ウィキメディア・エンタプライズ/よくある質問

From Meta, a Wikimedia project coordination wiki
Jump to navigation Jump to search
This page is a translated version of the page Wikimedia Enterprise/FAQ and the translation is 52% complete.
Wikimedia Enterprise
Wikimedia Enterprise logo.svg
提携関係ならびに料金設定により、新しい機会を創設して収益獲得と無料の知識の普及の両面に役立てる。
enterprise.wikimedia.com
プロジェクトメインページ原則
よくある質問 & 私論 (2021年3月)
技術的事項MediaWiki更新情報PhabricatorGit
API 説明文書

これらWikimedia Enterprise API のよくある質問は2021年3月に公表

以下に述べる内容は、よくある質問に対して意図して短くまとめた回答です。これら主題について詳細および文脈は私論(essay)、方針技術面の解説文書のいずれかをご参照ください。このプロジェクトの旧称はオカピー "Okapi" でした。

全般

これは何ですか?

ウィキペディア・エンタプライズ(Wikimedia Enterprise)とはwholly-owned LLC として、API サービスを介し、第三者によるコンテンツの再利用に関するサービスを手がけます。ウィキメディアのコンテンツを対象に、大量で信頼性の高いアクセスを提供し、商用の組織向けの設計として検索エンジン、音声アシスタンス、技術のスタートアップに対応します。このサービスは有償顧客に対し、契約条件(Service Level Agreements)によって保証されます。

At launch, the service will include the content of all language editions of all Wikimedia sister projects except Wikimedia Commons and Wikidata. Being able to also include Wikidata information is high a priority on the development roadmap. You can learn more about the development progress via the monthly technical updates on the project's MediaWiki.org homepage.

編集者もしくはボット所持者に影響はあるか

ありません。(人間でもボットでも)編集者の編集体験を変更しません。これまでの既成の API 類は引き続き、利用できます。

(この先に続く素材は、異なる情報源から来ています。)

//! Main dashboard implementation
//!
//! The Dashboard struct owns the shared state and the injected asset store,
//! and wires them into the axum router.

use std::future::Future;
use std::sync::Arc;

use axum::{Router, routing::get};
use shared::{ComponentId, component_info, logging};
use tokio::net::TcpListener;
use tower::ServiceBuilder;
use tower_http::{cors::CorsLayer, trace::TraceLayer};

use crate::catalogue::{DOWNLOADS, MAP_IMAGE};
use crate::config::DashboardConfig;
use crate::error::{DashboardError, DashboardResult};
use crate::state::DashboardState;
use crate::traits::AssetStore;
use crate::types::AssetStatus;
use crate::web::handlers::{api, assets, page};

/// Main dashboard struct with dependency injection
pub struct Dashboard<S: AssetStore> {
    state: Arc<DashboardState>,
    asset_store: Arc<S>,
}

impl<S: AssetStore> Clone for Dashboard<S> {
    fn clone(&self) -> Self {
        Self {
            state: self.state.clone(),
            asset_store: self.asset_store.clone(),
        }
    }
}

impl<S> Dashboard<S>
where
    S: AssetStore + 'static,
{
    pub fn new(config: DashboardConfig, asset_store: S) -> Self {
        Self {
            state: Arc::new(DashboardState::new(config)),
            asset_store: Arc::new(asset_store),
        }
    }

    /// Build the Axum router with all routes
    pub fn build_router(&self) -> Router {
        Router::new()
            .route("/", get(page::serve_dashboard::<S>))
            .route("/api/impact", get(api::land_impact))
            .route("/api/education", get(api::education_budget))
            .route("/api/assets", get(api::list_assets::<S>))
            .route("/downloads/:id", get(assets::serve_download::<S>))
            .route("/static/*path", get(assets::serve_static::<S>))
            .route("/health", get(api::health_check::<S>))
            .layer(
                ServiceBuilder::new()
                    .layer(TraceLayer::new_for_http())
                    .layer(CorsLayer::permissive()),
            )
            .with_state(self.clone())
    }

    /// Presence of every catalogued download, in catalogue order
    pub async fn asset_statuses(&self) -> Vec<AssetStatus> {
        let mut statuses = Vec::with_capacity(DOWNLOADS.len());
        for asset in DOWNLOADS.iter() {
            let present = self.asset_store.asset_exists(asset.file_name).await;
            statuses.push(AssetStatus::new(*asset, present));
        }
        statuses
    }

    pub async fn map_available(&self) -> bool {
        self.asset_store.asset_exists(MAP_IMAGE).await
    }

    /// Bind the configured address and serve until Ctrl+C
    pub async fn run(&self) -> DashboardResult<()> {
        let bind_address = self.state.config.bind_address;
        let listener = TcpListener::bind(bind_address)
            .await
            .map_err(|e| DashboardError::ServerStartup(format!("Failed to bind to {bind_address}: {e}")))?;

        self.serve(listener, wait_for_shutdown(tokio::signal::ctrl_c())).await
    }

    /// Serve on an already-bound listener until `shutdown` resolves
    pub async fn serve<F>(&self, listener: TcpListener, shutdown: F) -> DashboardResult<()>
    where
        F: Future<Output = ()> + Send + 'static,
    {
        let local_addr = listener.local_addr()?;
        self.log_asset_report().await;

        component_info!(ComponentId::current(), "🌐 Dashboard listening on http://{}", local_addr);

        axum::serve(listener, self.build_router())
            .with_graceful_shutdown(shutdown)
            .await
            .map_err(|e| DashboardError::ServerStartup(format!("Server error: {e}")))?;

        Ok(())
    }

    /// Log which catalogued assets are missing so operators see it at startup
    async fn log_asset_report(&self) {
        let assets_dir = self.state.config.assets_dir.display().to_string();
        let mut missing: Vec<&str> = self
            .asset_statuses()
            .await
            .into_iter()
            .filter(|status| !status.present)
            .map(|status| status.asset.file_name)
            .collect();
        if !self.map_available().await {
            missing.push(MAP_IMAGE);
        }

        if missing.is_empty() {
            logging::log_success(ComponentId::current(), &format!("All assets present in {assets_dir}"));
        } else {
            shared::component_warn!(
                ComponentId::current(),
                "⚠️ Missing assets in {}: {}",
                assets_dir,
                missing.join(", ")
            );
        }
    }

    pub fn state(&self) -> &Arc<DashboardState> {
        &self.state
    }

    pub fn asset_store(&self) -> &S {
        &self.asset_store
    }
}

/// Resolve once `signal` fires
///
/// A signal listener that fails to install never resolves, so the server
/// keeps running instead of shutting down at startup.
pub async fn wait_for_shutdown<F>(signal: F)
where
    F: Future<Output = std::io::Result<()>>,
{
    match signal.await {
        Ok(()) => logging::log_shutdown(ComponentId::current(), "Received Ctrl+C signal"),
        Err(err) => {
            logging::log_error(ComponentId::current(), "Signal handling", &err);
            std::future::pending::<()>().await;
        }
    }
}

エンタプライズ API は現状のダンプや API 類に影響を与えるか

無料で提供しているデータベースのダンプならびに API 類は継続し、今後もサポートの対象です。これらは除去対象でも規制を受けることもなく、開発、サポートは今後も続きます。エンタプライズ API を別個のものとして構築する理由のひとつは、既存のエコシステムを 乱さない ことです。

事実として、既存の API のエコシステムそのものは「API ゲートウェイ」(API Gateway)というイニシアティブのもと、改訂を進めています。現在までのところ、ウィキメディアの掲載内容の再利用のために提供する API 類やサービスは、顧客ばかりかさらに 非常に規模の大きな企業体として検索エンジンなどのニーズに対応する必要があります。 This resulted in a practical example of The tragedy of the commons – where making a single service equally available to all, allowed the largest to dominate, which reduced the quality of the service for everyone else. The existence of the Enterprise API, designed for the needs of the larger users, will allow the new API Gateway to be built for individuals and with restrictions against the larger commercial users (e.g. rate limits).

なぜ「エンタプライズ」という名称なのか

The project, team, and API, were previously all called “Okapi”; this was a temporary code name used until a final official name was determined. An okapi is a cute mammal from Africa that conveniently happened to include the letters a-p-i in its name. The name "Wikimedia Enterprise" (and "Enterprise API") is meant to make it clear who the intended users of the service are: for-profit organisations. Important criteria for selecting this name were that it does not imply the content of the API is commercial or exclusive, or that the existing APIs were changing. The phrase "Enterprise API" also appears in the movement strategy and thus it is consistent with previous usage in the movement. Finally, it was important to find a name that did not interfere with any existing names of Wikimedia websites, affiliates, projects, and teams.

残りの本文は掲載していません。